Directions for this task
Every line with the word "compact" in it should be extracted from the data that follows.

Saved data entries
★ ★ ★ ★ ★ ★ ★

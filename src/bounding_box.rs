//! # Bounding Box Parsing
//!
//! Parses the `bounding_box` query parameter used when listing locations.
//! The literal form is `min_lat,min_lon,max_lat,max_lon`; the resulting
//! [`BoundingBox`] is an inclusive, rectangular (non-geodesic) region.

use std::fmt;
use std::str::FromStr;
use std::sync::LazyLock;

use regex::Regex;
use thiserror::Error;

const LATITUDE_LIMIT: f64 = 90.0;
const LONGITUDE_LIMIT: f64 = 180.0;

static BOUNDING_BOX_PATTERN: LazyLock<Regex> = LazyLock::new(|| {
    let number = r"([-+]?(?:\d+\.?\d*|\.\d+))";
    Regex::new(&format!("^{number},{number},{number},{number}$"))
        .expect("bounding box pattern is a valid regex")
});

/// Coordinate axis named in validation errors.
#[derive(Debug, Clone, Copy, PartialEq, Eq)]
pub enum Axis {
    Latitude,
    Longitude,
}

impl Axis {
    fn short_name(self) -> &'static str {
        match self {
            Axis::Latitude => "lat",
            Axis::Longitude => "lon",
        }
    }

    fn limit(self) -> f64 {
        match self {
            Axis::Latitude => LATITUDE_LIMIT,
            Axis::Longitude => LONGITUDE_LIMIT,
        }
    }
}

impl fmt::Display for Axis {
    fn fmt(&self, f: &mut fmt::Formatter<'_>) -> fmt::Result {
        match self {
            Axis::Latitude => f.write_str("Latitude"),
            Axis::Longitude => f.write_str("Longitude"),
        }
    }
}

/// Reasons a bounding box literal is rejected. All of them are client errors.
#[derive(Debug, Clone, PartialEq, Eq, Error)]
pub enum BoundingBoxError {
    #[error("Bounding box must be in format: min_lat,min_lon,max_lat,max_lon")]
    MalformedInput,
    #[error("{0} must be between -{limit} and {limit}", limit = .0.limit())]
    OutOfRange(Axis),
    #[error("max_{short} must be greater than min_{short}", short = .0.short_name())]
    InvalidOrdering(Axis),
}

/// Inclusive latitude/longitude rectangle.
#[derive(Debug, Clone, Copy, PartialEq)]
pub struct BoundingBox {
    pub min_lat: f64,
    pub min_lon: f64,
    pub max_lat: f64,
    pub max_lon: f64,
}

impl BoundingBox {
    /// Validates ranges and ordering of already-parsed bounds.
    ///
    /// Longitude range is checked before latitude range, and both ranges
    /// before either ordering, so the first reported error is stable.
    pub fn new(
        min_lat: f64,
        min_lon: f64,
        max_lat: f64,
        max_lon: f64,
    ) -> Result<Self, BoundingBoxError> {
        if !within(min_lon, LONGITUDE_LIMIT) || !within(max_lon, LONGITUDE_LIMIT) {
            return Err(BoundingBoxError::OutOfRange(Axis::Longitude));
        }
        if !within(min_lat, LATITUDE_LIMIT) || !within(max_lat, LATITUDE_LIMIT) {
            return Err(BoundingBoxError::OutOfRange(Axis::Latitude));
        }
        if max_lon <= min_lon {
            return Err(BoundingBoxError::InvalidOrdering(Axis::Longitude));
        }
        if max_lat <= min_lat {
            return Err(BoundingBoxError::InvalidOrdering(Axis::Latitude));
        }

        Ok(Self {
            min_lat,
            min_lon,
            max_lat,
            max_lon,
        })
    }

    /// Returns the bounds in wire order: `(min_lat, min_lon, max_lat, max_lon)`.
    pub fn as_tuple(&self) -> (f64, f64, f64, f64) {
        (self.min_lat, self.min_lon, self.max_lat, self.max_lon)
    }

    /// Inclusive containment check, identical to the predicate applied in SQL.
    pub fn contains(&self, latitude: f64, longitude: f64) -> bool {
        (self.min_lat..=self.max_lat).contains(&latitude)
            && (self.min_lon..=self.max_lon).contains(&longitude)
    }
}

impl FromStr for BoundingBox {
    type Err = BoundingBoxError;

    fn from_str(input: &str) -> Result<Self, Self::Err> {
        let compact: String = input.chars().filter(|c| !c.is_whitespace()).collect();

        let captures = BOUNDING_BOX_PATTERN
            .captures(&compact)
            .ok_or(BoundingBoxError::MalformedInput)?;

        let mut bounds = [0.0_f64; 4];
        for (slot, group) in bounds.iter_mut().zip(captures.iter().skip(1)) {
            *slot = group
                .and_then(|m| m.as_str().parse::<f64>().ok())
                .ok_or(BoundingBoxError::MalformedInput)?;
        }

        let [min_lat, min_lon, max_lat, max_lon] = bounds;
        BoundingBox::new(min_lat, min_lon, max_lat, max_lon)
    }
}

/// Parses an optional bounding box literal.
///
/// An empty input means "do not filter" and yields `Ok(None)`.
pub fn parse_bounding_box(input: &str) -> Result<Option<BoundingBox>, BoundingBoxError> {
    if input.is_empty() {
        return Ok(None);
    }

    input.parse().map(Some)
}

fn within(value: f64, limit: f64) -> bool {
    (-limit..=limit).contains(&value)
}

★ ★ ★ ★ ★ ★ ★

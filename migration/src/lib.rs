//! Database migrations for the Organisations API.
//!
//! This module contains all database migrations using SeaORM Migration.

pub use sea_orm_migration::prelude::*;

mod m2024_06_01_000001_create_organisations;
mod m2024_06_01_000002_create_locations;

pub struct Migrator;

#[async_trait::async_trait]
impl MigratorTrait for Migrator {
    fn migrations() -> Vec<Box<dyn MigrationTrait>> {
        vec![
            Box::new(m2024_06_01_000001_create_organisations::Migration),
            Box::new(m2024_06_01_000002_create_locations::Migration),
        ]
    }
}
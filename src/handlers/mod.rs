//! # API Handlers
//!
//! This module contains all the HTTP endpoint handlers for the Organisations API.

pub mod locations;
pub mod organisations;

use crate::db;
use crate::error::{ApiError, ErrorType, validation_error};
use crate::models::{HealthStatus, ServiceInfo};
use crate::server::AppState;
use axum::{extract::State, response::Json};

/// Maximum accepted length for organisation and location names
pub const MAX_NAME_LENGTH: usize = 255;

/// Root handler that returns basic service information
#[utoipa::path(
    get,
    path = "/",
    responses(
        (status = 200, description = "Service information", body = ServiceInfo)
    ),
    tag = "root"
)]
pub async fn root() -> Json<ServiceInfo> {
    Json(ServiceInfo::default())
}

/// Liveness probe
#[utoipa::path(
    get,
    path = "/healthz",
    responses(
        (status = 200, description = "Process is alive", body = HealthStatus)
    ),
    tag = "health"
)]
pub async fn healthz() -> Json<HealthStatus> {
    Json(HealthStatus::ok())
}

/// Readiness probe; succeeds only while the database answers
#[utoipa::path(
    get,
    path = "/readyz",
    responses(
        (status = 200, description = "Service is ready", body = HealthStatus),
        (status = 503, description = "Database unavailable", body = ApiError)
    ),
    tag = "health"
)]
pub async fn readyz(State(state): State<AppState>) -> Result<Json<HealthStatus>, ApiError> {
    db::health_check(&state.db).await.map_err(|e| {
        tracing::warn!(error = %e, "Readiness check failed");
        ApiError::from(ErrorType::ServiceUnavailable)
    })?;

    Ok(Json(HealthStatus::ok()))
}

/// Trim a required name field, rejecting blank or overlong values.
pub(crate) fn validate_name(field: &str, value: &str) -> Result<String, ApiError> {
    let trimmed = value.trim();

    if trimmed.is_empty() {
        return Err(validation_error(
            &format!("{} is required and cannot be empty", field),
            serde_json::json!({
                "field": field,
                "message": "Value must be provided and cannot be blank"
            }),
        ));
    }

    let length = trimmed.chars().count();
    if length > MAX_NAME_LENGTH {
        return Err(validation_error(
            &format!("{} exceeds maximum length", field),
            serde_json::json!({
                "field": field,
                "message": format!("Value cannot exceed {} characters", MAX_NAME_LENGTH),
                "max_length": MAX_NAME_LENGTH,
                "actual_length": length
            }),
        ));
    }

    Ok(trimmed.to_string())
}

★ ★ ★ ★ ★ ★ ★

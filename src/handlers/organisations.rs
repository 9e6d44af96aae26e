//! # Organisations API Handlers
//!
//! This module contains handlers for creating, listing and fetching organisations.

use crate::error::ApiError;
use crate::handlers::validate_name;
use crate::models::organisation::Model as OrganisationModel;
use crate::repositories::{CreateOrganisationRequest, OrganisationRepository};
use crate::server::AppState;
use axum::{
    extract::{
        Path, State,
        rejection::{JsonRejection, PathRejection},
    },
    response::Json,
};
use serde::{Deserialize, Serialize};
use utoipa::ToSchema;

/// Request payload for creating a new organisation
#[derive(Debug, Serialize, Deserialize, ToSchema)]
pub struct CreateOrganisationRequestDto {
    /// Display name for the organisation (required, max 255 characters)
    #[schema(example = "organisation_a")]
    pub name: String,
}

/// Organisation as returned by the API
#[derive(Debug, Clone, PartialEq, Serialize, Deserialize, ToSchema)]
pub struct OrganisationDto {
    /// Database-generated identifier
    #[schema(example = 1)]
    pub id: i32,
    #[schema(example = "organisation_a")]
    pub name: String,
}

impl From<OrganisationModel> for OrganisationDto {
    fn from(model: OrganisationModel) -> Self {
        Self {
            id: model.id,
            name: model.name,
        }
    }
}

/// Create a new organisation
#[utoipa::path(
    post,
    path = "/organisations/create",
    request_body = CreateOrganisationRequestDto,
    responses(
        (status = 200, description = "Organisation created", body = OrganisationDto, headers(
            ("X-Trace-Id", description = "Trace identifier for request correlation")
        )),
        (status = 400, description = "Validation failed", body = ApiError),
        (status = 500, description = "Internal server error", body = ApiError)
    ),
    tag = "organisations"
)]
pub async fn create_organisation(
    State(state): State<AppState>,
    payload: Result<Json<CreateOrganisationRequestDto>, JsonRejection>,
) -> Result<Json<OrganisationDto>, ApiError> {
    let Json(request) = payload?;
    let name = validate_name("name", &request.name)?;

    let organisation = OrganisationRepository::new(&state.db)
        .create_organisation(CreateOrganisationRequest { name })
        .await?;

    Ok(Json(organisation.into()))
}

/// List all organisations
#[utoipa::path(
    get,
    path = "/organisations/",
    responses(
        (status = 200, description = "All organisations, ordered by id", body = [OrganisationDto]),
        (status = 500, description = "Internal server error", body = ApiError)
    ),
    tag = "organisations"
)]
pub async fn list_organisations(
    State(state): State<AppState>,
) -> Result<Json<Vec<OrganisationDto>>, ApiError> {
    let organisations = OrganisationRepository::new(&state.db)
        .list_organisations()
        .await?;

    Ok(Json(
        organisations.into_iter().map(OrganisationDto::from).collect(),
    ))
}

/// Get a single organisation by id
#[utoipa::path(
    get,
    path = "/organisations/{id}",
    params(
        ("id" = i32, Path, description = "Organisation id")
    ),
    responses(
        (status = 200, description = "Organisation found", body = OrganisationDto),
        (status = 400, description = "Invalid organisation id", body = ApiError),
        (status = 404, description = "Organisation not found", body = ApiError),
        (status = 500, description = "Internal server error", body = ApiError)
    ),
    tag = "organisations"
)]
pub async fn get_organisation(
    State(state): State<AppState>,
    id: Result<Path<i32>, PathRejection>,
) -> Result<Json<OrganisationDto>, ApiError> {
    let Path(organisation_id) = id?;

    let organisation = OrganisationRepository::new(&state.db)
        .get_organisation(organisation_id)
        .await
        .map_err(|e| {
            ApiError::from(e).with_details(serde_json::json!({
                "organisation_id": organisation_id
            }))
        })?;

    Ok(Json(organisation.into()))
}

★ ★ ★ ★ ★ ★ ★

Your solution
        let compact: String = input.chars().filter(|c| !c.is_whitespace()).collect();
            .captures(&compact)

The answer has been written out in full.